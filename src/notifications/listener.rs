//! Notification Listener and Registry
//!
//! Observer pattern fan-out from the delivery channel to every interested
//! component. The registry is constructed once and shared by reference.

use std::error::Error;
use std::panic::{self, AssertUnwindSafe};
use std::sync::Arc;
use log::{debug, error};
use parking_lot::RwLock;

use crate::notifications::message::IncomingMessage;

/// Boxed error returned by listener callbacks
pub type ListenerError = Box<dyn Error + Send + Sync>;

/// Trait for components interested in delivery channel events
pub trait NotificationListener: Send + Sync {
    /// Handle one arrived message
    fn on_message(&self, message: &IncomingMessage) -> Result<(), ListenerError>;

    /// The transport dropped pending messages
    fn on_deleted_messages(&self) -> Result<(), ListenerError> {
        Ok(())
    }

    /// Name used when logging listener failures
    fn listener_name(&self) -> String {
        std::any::type_name::<Self>().to_string()
    }
}

/// Registry of listeners receiving delivery channel events
///
/// Duplicate registrations are kept and each one receives its own callback;
/// callers balance `add_listener` with `remove_listener`.
#[derive(Default)]
pub struct ListenerRegistry {
    listeners: RwLock<Vec<Arc<dyn NotificationListener>>>,
}

impl ListenerRegistry {
    pub fn new() -> Self {
        Self {
            listeners: RwLock::new(Vec::new()),
        }
    }

    pub fn add_listener(&self, listener: Arc<dyn NotificationListener>) {
        debug!("Adding notification listener '{}'", listener.listener_name());
        self.listeners.write().push(listener);
    }

    /// Remove one registration of `listener`; no-op if it is not registered
    pub fn remove_listener(&self, listener: &Arc<dyn NotificationListener>) {
        let mut listeners = self.listeners.write();
        if let Some(index) = listeners.iter().position(|l| same_listener(l, listener)) {
            listeners.remove(index);
            debug!("Removed notification listener '{}'", listener.listener_name());
        }
    }

    pub fn contains(&self, listener: &Arc<dyn NotificationListener>) -> bool {
        self.listeners.read().iter().any(|l| same_listener(l, listener))
    }

    pub fn listener_count(&self) -> usize {
        self.listeners.read().len()
    }

    /// Deliver `message` to every listener registered at the time of the call
    pub fn dispatch_message(&self, message: &IncomingMessage) {
        debug!("Dispatching message '{}'", message.identifier());
        for listener in self.snapshot() {
            deliver(&listener, "on_message", || listener.on_message(message));
        }
    }

    pub fn dispatch_deleted_messages(&self) {
        debug!("Dispatching deleted messages notice");
        for listener in self.snapshot() {
            deliver(&listener, "on_deleted_messages", || listener.on_deleted_messages());
        }
    }

    fn snapshot(&self) -> Vec<Arc<dyn NotificationListener>> {
        self.listeners.read().clone()
    }
}

fn same_listener(a: &Arc<dyn NotificationListener>, b: &Arc<dyn NotificationListener>) -> bool {
    Arc::as_ptr(a) as *const () == Arc::as_ptr(b) as *const ()
}

/// Run one callback, containing both returned errors and panics
fn deliver<F>(listener: &Arc<dyn NotificationListener>, callback: &str, f: F)
where
    F: FnOnce() -> Result<(), ListenerError>,
{
    match panic::catch_unwind(AssertUnwindSafe(f)) {
        Ok(Ok(())) => {}
        Ok(Err(e)) => {
            error!("Listener '{}' failed in {}: {}", listener.listener_name(), callback, e);
        }
        Err(_) => {
            error!("Listener '{}' panicked in {}", listener.listener_name(), callback);
        }
    }
}

#[cfg(test)]
mod tests {
    use super::*;
    use serde_json::json;
    use std::sync::Mutex;
    use std::sync::atomic::{AtomicUsize, Ordering};

    struct MockListener {
        received: Mutex<Vec<String>>,
        deleted: AtomicUsize,
    }

    impl MockListener {
        fn new() -> Self {
            Self {
                received: Mutex::new(Vec::new()),
                deleted: AtomicUsize::new(0),
            }
        }

        fn received_count(&self) -> usize {
            self.received.lock().unwrap().len()
        }
    }

    impl NotificationListener for MockListener {
        fn on_message(&self, message: &IncomingMessage) -> Result<(), ListenerError> {
            self.received.lock().unwrap().push(message.identifier().to_string());
            Ok(())
        }

        fn on_deleted_messages(&self) -> Result<(), ListenerError> {
            self.deleted.fetch_add(1, Ordering::SeqCst);
            Ok(())
        }
    }

    struct FailingListener {
        panic: bool,
    }

    impl NotificationListener for FailingListener {
        fn on_message(&self, _message: &IncomingMessage) -> Result<(), ListenerError> {
            if self.panic {
                panic!("listener blew up");
            }
            Err("listener refused".into())
        }
    }

    fn message(id: &str) -> IncomingMessage {
        IncomingMessage::new(Some(id.to_string()), json!({}))
    }

    #[test]
    fn test_fan_out_to_all_listeners() {
        let registry = ListenerRegistry::new();
        let first = Arc::new(MockListener::new());
        let second = Arc::new(MockListener::new());
        registry.add_listener(first.clone());
        registry.add_listener(second.clone());

        registry.dispatch_message(&message("a"));
        registry.dispatch_deleted_messages();

        assert_eq!(first.received_count(), 1);
        assert_eq!(second.received_count(), 1);
        assert_eq!(first.deleted.load(Ordering::SeqCst), 1);
        assert_eq!(second.deleted.load(Ordering::SeqCst), 1);
    }

    #[test]
    fn test_removed_listener_misses_later_dispatches() {
        let registry = ListenerRegistry::new();
        let listener = Arc::new(MockListener::new());
        let handle: Arc<dyn NotificationListener> = listener.clone();
        registry.add_listener(handle.clone());

        registry.dispatch_message(&message("a"));
        registry.remove_listener(&handle);
        registry.dispatch_message(&message("b"));

        assert_eq!(listener.received_count(), 1);
        assert_eq!(registry.listener_count(), 0);
    }

    #[test]
    fn test_remove_unknown_listener_is_noop() {
        let registry = ListenerRegistry::new();
        let handle: Arc<dyn NotificationListener> = Arc::new(MockListener::new());
        registry.remove_listener(&handle);
        assert_eq!(registry.listener_count(), 0);
    }

    #[test]
    fn test_duplicate_registration_is_not_deduplicated() {
        let registry = ListenerRegistry::new();
        let listener = Arc::new(MockListener::new());
        let handle: Arc<dyn NotificationListener> = listener.clone();
        registry.add_listener(handle.clone());
        registry.add_listener(handle.clone());

        registry.dispatch_message(&message("a"));
        assert_eq!(listener.received_count(), 2);

        // One removal undoes one registration
        registry.remove_listener(&handle);
        assert!(registry.contains(&handle));
        registry.dispatch_message(&message("b"));
        assert_eq!(listener.received_count(), 3);
    }

    #[test]
    fn test_failing_listeners_do_not_block_others() {
        let registry = ListenerRegistry::new();
        let healthy = Arc::new(MockListener::new());
        registry.add_listener(Arc::new(FailingListener { panic: false }));
        registry.add_listener(Arc::new(FailingListener { panic: true }));
        registry.add_listener(healthy.clone());

        registry.dispatch_message(&message("a"));
        assert_eq!(healthy.received_count(), 1);
    }

    #[test]
    fn test_concurrent_dispatch_and_mutation() {
        let registry = Arc::new(ListenerRegistry::new());
        let listener = Arc::new(MockListener::new());
        registry.add_listener(listener.clone());

        let workers: Vec<_> = (0..4)
            .map(|i| {
                let registry = registry.clone();
                std::thread::spawn(move || {
                    for n in 0..100 {
                        if i % 2 == 0 {
                            registry.dispatch_message(&message(&format!("{i}-{n}")));
                        } else {
                            let extra: Arc<dyn NotificationListener> = Arc::new(MockListener::new());
                            registry.add_listener(extra.clone());
                            registry.remove_listener(&extra);
                        }
                    }
                })
            })
            .collect();
        for worker in workers {
            worker.join().unwrap();
        }

        assert_eq!(listener.received_count(), 200);
        assert_eq!(registry.listener_count(), 1);
    }
}
//! Client Delegate Bridge
//!
//! The client half of the handling protocol. A [`NotificationDelegate`]
//! decides how each announced notification is presented; [`ClientBridge`]
//! listens on the event channel, asks the delegate and submits the answer.

use std::sync::Arc;
use async_trait::async_trait;
use log::{debug, trace};
use serde_json::{json, Value};
use tokio::sync::mpsc;
use tokio::task::JoinHandle;

use crate::notifications::emitter::{
    EmittedEvent, HANDLE_NOTIFICATION_EVENT, HANDLE_NOTIFICATION_TIMEOUT_EVENT,
};
use crate::notifications::error::{NotificationHandlingError, PresentationError};
use crate::notifications::handler::NotificationHandler;
use crate::notifications::presenter::ResponseBehavior;

/// Client-side decision maker
#[async_trait]
pub trait NotificationDelegate: Send + Sync {
    /// Decide how `notification` should be presented
    async fn handle_notification(&self, notification: &Value) -> Result<ResponseBehavior, PresentationError>;

    /// The decision for `id` was accepted
    fn handle_success(&self, _id: &str) {}

    /// Handling `id` failed or timed out
    fn handle_error(&self, _error: NotificationHandlingError) {}
}

/// Delegate answering every notification with the same behavior
#[derive(Debug, Clone)]
pub struct StaticDelegate {
    behavior: ResponseBehavior,
}

impl StaticDelegate {
    pub fn new(behavior: ResponseBehavior) -> Self {
        Self { behavior }
    }

    pub fn show() -> Self {
        Self::new(ResponseBehavior::new(json!({
            "shouldShowAlert": true,
            "shouldPlaySound": true,
            "shouldSetBadge": false,
        })))
    }

    pub fn suppress() -> Self {
        Self::new(ResponseBehavior::new(json!({
            "shouldShowAlert": false,
            "shouldPlaySound": false,
            "shouldSetBadge": false,
        })))
    }
}

#[async_trait]
impl NotificationDelegate for StaticDelegate {
    async fn handle_notification(&self, _notification: &Value) -> Result<ResponseBehavior, PresentationError> {
        Ok(self.behavior.clone())
    }
}

#[derive(Clone)]
pub struct ClientBridge {
    handler: Arc<NotificationHandler>,
    delegate: Arc<dyn NotificationDelegate>,
}

impl ClientBridge {
    pub fn new(handler: Arc<NotificationHandler>, delegate: Arc<dyn NotificationDelegate>) -> Self {
        Self { handler, delegate }
    }

    /// Handle one event to completion
    pub async fn handle_event(&self, event: EmittedEvent) {
        match event.name.as_str() {
            HANDLE_NOTIFICATION_EVENT => self.on_handle_notification(event).await,
            HANDLE_NOTIFICATION_TIMEOUT_EVENT => self.on_timeout(event),
            other => trace!("Client bridge ignoring '{}' event", other),
        }
    }

    /// Handle one event on its own task so a slow delegate does not hold up the channel
    pub fn dispatch(&self, event: EmittedEvent) -> JoinHandle<()> {
        let bridge = self.clone();
        tokio::spawn(async move { bridge.handle_event(event).await })
    }

    /// Consume the event channel until every sender is gone
    pub async fn run(self, mut events: mpsc::UnboundedReceiver<EmittedEvent>) {
        while let Some(event) = events.recv().await {
            self.dispatch(event);
        }
        debug!("Client bridge event channel closed");
    }

    async fn on_handle_notification(&self, event: EmittedEvent) {
        let Some(id) = event.id().map(str::to_string) else {
            debug!("Dropping '{}' event without an id", event.name);
            return;
        };
        let notification = event.notification().cloned().unwrap_or(Value::Null);

        let behavior = match self.delegate.handle_notification(&notification).await {
            Ok(behavior) => behavior,
            Err(source) => {
                self.delegate
                    .handle_error(NotificationHandlingError::Delegate { id, source });
                return;
            }
        };

        match self.handler.handle_notification_async(&id, behavior).await {
            Ok(()) => self.delegate.handle_success(&id),
            Err(e) => self.delegate.handle_error(e.into()),
        }
    }

    fn on_timeout(&self, event: EmittedEvent) {
        let Some(id) = event.id().map(str::to_string) else {
            return;
        };
        let notification = event.notification().cloned().unwrap_or(Value::Null);
        self.delegate
            .handle_error(NotificationHandlingError::Timeout { id, notification });
    }
}
//! Application orchestration module

pub mod initialization;
pub mod execution;

pub use initialization::{
    load_configuration,
    configure_logging,
    configure_handler,
};
pub use execution::{feed, run, FeedStats};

################

| Your assignment |
In the entries above, locate every line with the word "execution" and copy it.

| Solution for this problem |
pub mod execution;
pub use execution::{feed, run, FeedStats};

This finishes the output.